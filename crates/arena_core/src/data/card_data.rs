//! Card definitions for data-driven units, buildings and spells.

use serde::{Deserialize, Serialize};

use crate::math::{fixed_decimal, option_fixed_decimal, Fixed};

/// Broad card category.
#[derive(Debug, Clone, Copy, PartialEq, Eq, Hash, Serialize, Deserialize)]
pub enum CardType {
    /// Walks along the ground.
    Ground,
    /// Flies; only air-capable attackers can hit it.
    Flying,
    /// Stationary structure.
    Building,
    /// Instant area effect, never becomes a unit.
    Spell,
}

/// Target restriction for units that only attack one kind of thing.
#[derive(Debug, Clone, Copy, PartialEq, Eq, Hash, Serialize, Deserialize)]
pub enum TargetCategory {
    /// Ground troops.
    Ground,
    /// Flying troops.
    Flying,
    /// Buildings (including the opposing base).
    Building,
}

impl TargetCategory {
    /// Whether a card type belongs to this category.
    #[must_use]
    pub fn matches(self, card_type: CardType) -> bool {
        matches!(
            (self, card_type),
            (Self::Ground, CardType::Ground)
                | (Self::Flying, CardType::Flying)
                | (Self::Building, CardType::Building)
        )
    }
}

/// Periodic unit spawning.
#[derive(Debug, Clone, PartialEq, Eq, Serialize, Deserialize)]
pub struct SpawnerSpec {
    /// Card id of the spawned unit.
    pub unit_id: String,
    /// Seconds between spawn batches.
    #[serde(with = "fixed_decimal")]
    pub interval: Fixed,
    /// Units per batch.
    pub count: u32,
    /// Fire one batch immediately when the spawner is created.
    #[serde(default)]
    pub on_deploy: bool,
}

/// Periodic mana production (economy buildings).
#[derive(Debug, Clone, Copy, PartialEq, Eq, Serialize, Deserialize)]
pub struct ManaProduction {
    /// Mana credited per cycle.
    #[serde(with = "fixed_decimal")]
    pub amount: Fixed,
    /// Seconds per cycle.
    #[serde(with = "fixed_decimal")]
    pub interval: Fixed,
}

/// On-hit status effect.
#[derive(Debug, Clone, Copy, PartialEq, Eq, Serialize, Deserialize)]
pub enum StatusEffect {
    /// Target cannot move or attack.
    Stun {
        /// Seconds stunned.
        #[serde(with = "fixed_decimal")]
        duration: Fixed,
    },
    /// Target moves and attacks slower.
    Slow {
        /// Speed and attack-rate multiplier (0..1).
        #[serde(with = "fixed_decimal")]
        factor: Fixed,
        /// Seconds slowed.
        #[serde(with = "fixed_decimal")]
        duration: Fixed,
    },
    /// Target takes damage over time.
    Burn {
        /// Damage per second.
        damage_per_second: u32,
        /// Seconds burning.
        #[serde(with = "fixed_decimal")]
        duration: Fixed,
    },
}

/// Charge behavior: after marching far enough, the next hit is stronger.
#[derive(Debug, Clone, Copy, PartialEq, Eq, Serialize, Deserialize)]
pub struct ChargeSpec {
    /// Distance to march before the charge is ready.
    #[serde(with = "fixed_decimal")]
    pub distance: Fixed,
    /// Damage multiplier on the charged hit.
    #[serde(with = "fixed_decimal")]
    pub damage_multiplier: Fixed,
    /// Speed multiplier while charged.
    #[serde(with = "fixed_decimal")]
    pub speed_multiplier: Fixed,
}

/// Projectile visual reported in attack events.
#[derive(Debug, Clone, Copy, PartialEq, Eq, Hash, Serialize, Deserialize)]
pub enum ProjectileKind {
    /// Arrows and bolts.
    Arrow,
    /// Bullets.
    Bullet,
    /// Fire blobs.
    Fireball,
    /// Frost shards.
    Ice,
    /// Lightning arcs.
    Lightning,
}

/// Immutable static stats for one card.
///
/// # Example RON
///
/// ```ron
/// (
///     id: "wizard",
///     name: "Wizard",
///     card_type: Ground,
///     cost: 5,
///     hp: 600,
///     damage: 230,
///     speed: 1.0,
///     range: 5.5,
///     attack_cadence: 1.4,
///     splash_radius: Some(1.5),
///     hits_tower: true,
///     projectile: Some(Fireball),
/// )
/// ```
#[derive(Debug, Clone, PartialEq, Eq, Serialize, Deserialize)]
pub struct CardDefinition {
    /// Unique string identifier.
    pub id: String,
    /// Display name.
    pub name: String,
    /// Category.
    pub card_type: CardType,
    /// Mana cost.
    pub cost: u32,
    /// Hit points per instance (0 for spells).
    #[serde(default)]
    pub hp: u32,
    /// Damage per attack (0 for passive buildings).
    #[serde(default)]
    pub damage: u32,
    /// Movement speed in tiles per second.
    #[serde(default, with = "fixed_decimal")]
    pub speed: Fixed,
    /// Attack range in tiles.
    #[serde(default, with = "fixed_decimal")]
    pub range: Fixed,
    /// Seconds between attacks.
    #[serde(default, with = "fixed_decimal")]
    pub attack_cadence: Fixed,

    /// Area of effect around the impact point.
    #[serde(default, with = "option_fixed_decimal")]
    pub splash_radius: Option<Fixed>,
    /// Instances created per deploy.
    #[serde(default = "default_instance_count")]
    pub instance_count: u32,
    /// Only attack this category; no fallback.
    #[serde(default)]
    pub favorite_target: Option<TargetCategory>,
    /// Periodic spawning.
    #[serde(default)]
    pub spawner: Option<SpawnerSpec>,
    /// Seconds before a building decays away.
    #[serde(default, with = "option_fixed_decimal")]
    pub lifetime: Option<Fixed>,
    /// Periodic mana production.
    #[serde(default)]
    pub mana_production: Option<ManaProduction>,
    /// Effect applied to every unit hit.
    #[serde(default)]
    pub effect: Option<StatusEffect>,
    /// Shield points absorbed before hp.
    #[serde(default)]
    pub shield: u32,
    /// Charge behavior.
    #[serde(default)]
    pub charge: Option<ChargeSpec>,
    /// Projectile visual.
    #[serde(default)]
    pub projectile: Option<ProjectileKind>,
    /// Dies on its first attack, splashing around itself.
    #[serde(default)]
    pub self_destruct: bool,
    /// Splash also damages the opposing base when it lies in the radius.
    #[serde(default)]
    pub hits_tower: bool,
    /// Whether this card can attack flying units at all.
    #[serde(default = "default_can_target_air")]
    pub can_target_air: bool,
    /// Cap on live instances per side.
    #[serde(default)]
    pub max_instances: Option<u32>,
}

const fn default_instance_count() -> u32 {
    1
}

const fn default_can_target_air() -> bool {
    true
}

/// Ground units below this range are melee and cannot reach flyers.
pub const MELEE_AIR_REACH: i32 = 2;

impl CardDefinition {
    /// Whether this card resolves as a spell.
    #[must_use]
    pub fn is_spell(&self) -> bool {
        self.card_type == CardType::Spell
    }

    /// Whether this card is a building.
    #[must_use]
    pub fn is_building(&self) -> bool {
        self.card_type == CardType::Building
    }

    /// Whether this card flies.
    #[must_use]
    pub fn is_flying(&self) -> bool {
        self.card_type == CardType::Flying
    }

    /// Whether instances of this card take part in targeting and combat.
    #[must_use]
    pub fn is_combatant(&self) -> bool {
        !self.is_spell() && self.damage > 0
    }

    /// Whether instances of this card march.
    #[must_use]
    pub fn is_mobile(&self) -> bool {
        matches!(self.card_type, CardType::Ground | CardType::Flying) && self.speed > Fixed::ZERO
    }

    /// Whether this card can attack flying units.
    #[must_use]
    pub fn reaches_air(&self) -> bool {
        if !self.can_target_air {
            return false;
        }
        !(self.card_type == CardType::Ground && self.range < Fixed::from_num(MELEE_AIR_REACH))
    }

    /// Whether this card may target the opposing base.
    ///
    /// Units that favor a non-building category never attack the base.
    #[must_use]
    pub fn may_target_tower(&self) -> bool {
        matches!(self.favorite_target, None | Some(TargetCategory::Building))
    }

    /// Whether the card favors buildings.
    #[must_use]
    pub fn favors_buildings(&self) -> bool {
        self.favorite_target == Some(TargetCategory::Building)
    }

    /// Radius used when this card splashes (spell, splash or self-destruct).
    #[must_use]
    pub fn effective_splash_radius(&self) -> Option<Fixed> {
        match self.splash_radius {
            Some(radius) => Some(radius),
            None if self.self_destruct => Some(self.range),
            None => None,
        }
    }
}

#[cfg(test)]
mod tests {
    use super::*;

    fn create_test_card() -> CardDefinition {
        CardDefinition {
            id: "test_unit".to_string(),
            name: "Test Unit".to_string(),
            card_type: CardType::Ground,
            cost: 3,
            hp: 500,
            damage: 100,
            speed: Fixed::from_num(1),
            range: Fixed::from_num(1),
            attack_cadence: Fixed::from_num(1),
            splash_radius: None,
            instance_count: 1,
            favorite_target: None,
            spawner: None,
            lifetime: None,
            mana_production: None,
            effect: None,
            shield: 0,
            charge: None,
            projectile: None,
            self_destruct: false,
            hits_tower: false,
            can_target_air: true,
            max_instances: None,
        }
    }

    #[test]
    fn test_melee_ground_cannot_reach_air() {
        let mut card = create_test_card();
        assert!(!card.reaches_air());

        card.range = Fixed::from_num(2);
        assert!(card.reaches_air());

        card.can_target_air = false;
        assert!(!card.reaches_air());
    }

    #[test]
    fn test_short_range_flyer_reaches_air() {
        let mut card = create_test_card();
        card.card_type = CardType::Flying;
        assert!(card.reaches_air());
    }

    #[test]
    fn test_tower_eligibility_by_favorite() {
        let mut card = create_test_card();
        assert!(card.may_target_tower());

        card.favorite_target = Some(TargetCategory::Building);
        assert!(card.may_target_tower());

        card.favorite_target = Some(TargetCategory::Flying);
        assert!(!card.may_target_tower());
    }

    #[test]
    fn test_passive_building_is_not_combatant() {
        let mut card = create_test_card();
        card.card_type = CardType::Building;
        card.damage = 0;
        assert!(!card.is_combatant());
        assert!(!card.is_mobile());
    }

    #[test]
    fn test_self_destruct_splash_falls_back_to_range() {
        let mut card = create_test_card();
        card.self_destruct = true;
        assert_eq!(card.effective_splash_radius(), Some(Fixed::from_num(1)));

        card.splash_radius = Some(Fixed::from_num(2));
        assert_eq!(card.effective_splash_radius(), Some(Fixed::from_num(2)));
    }

    #[test]
    fn test_card_from_ron_with_defaults() {
        let card: CardDefinition = ron::from_str(
            r#"(
                id: "zap",
                name: "Zap",
                card_type: Spell,
                cost: 2,
                damage: 160,
                splash_radius: Some(2.5),
                hits_tower: true,
                effect: Some(Stun(duration: 0.5)),
            )"#,
        )
        .unwrap();

        assert!(card.is_spell());
        assert_eq!(card.instance_count, 1);
        assert!(card.can_target_air);
        assert_eq!(card.splash_radius, Some(Fixed::from_num(2.5)));
        assert_eq!(
            card.effect,
            Some(StatusEffect::Stun {
                duration: Fixed::from_num(0.5)
            })
        );
    }
}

#### EXERCISE GOAL:
Each line holding the word "opposing" must be pulled from the records.

#### EXERCISE SOLUTION:
    /// Buildings (including the opposing base).
    /// Splash also damages the opposing base when it lies in the radius.
    /// Whether this card may target the opposing base.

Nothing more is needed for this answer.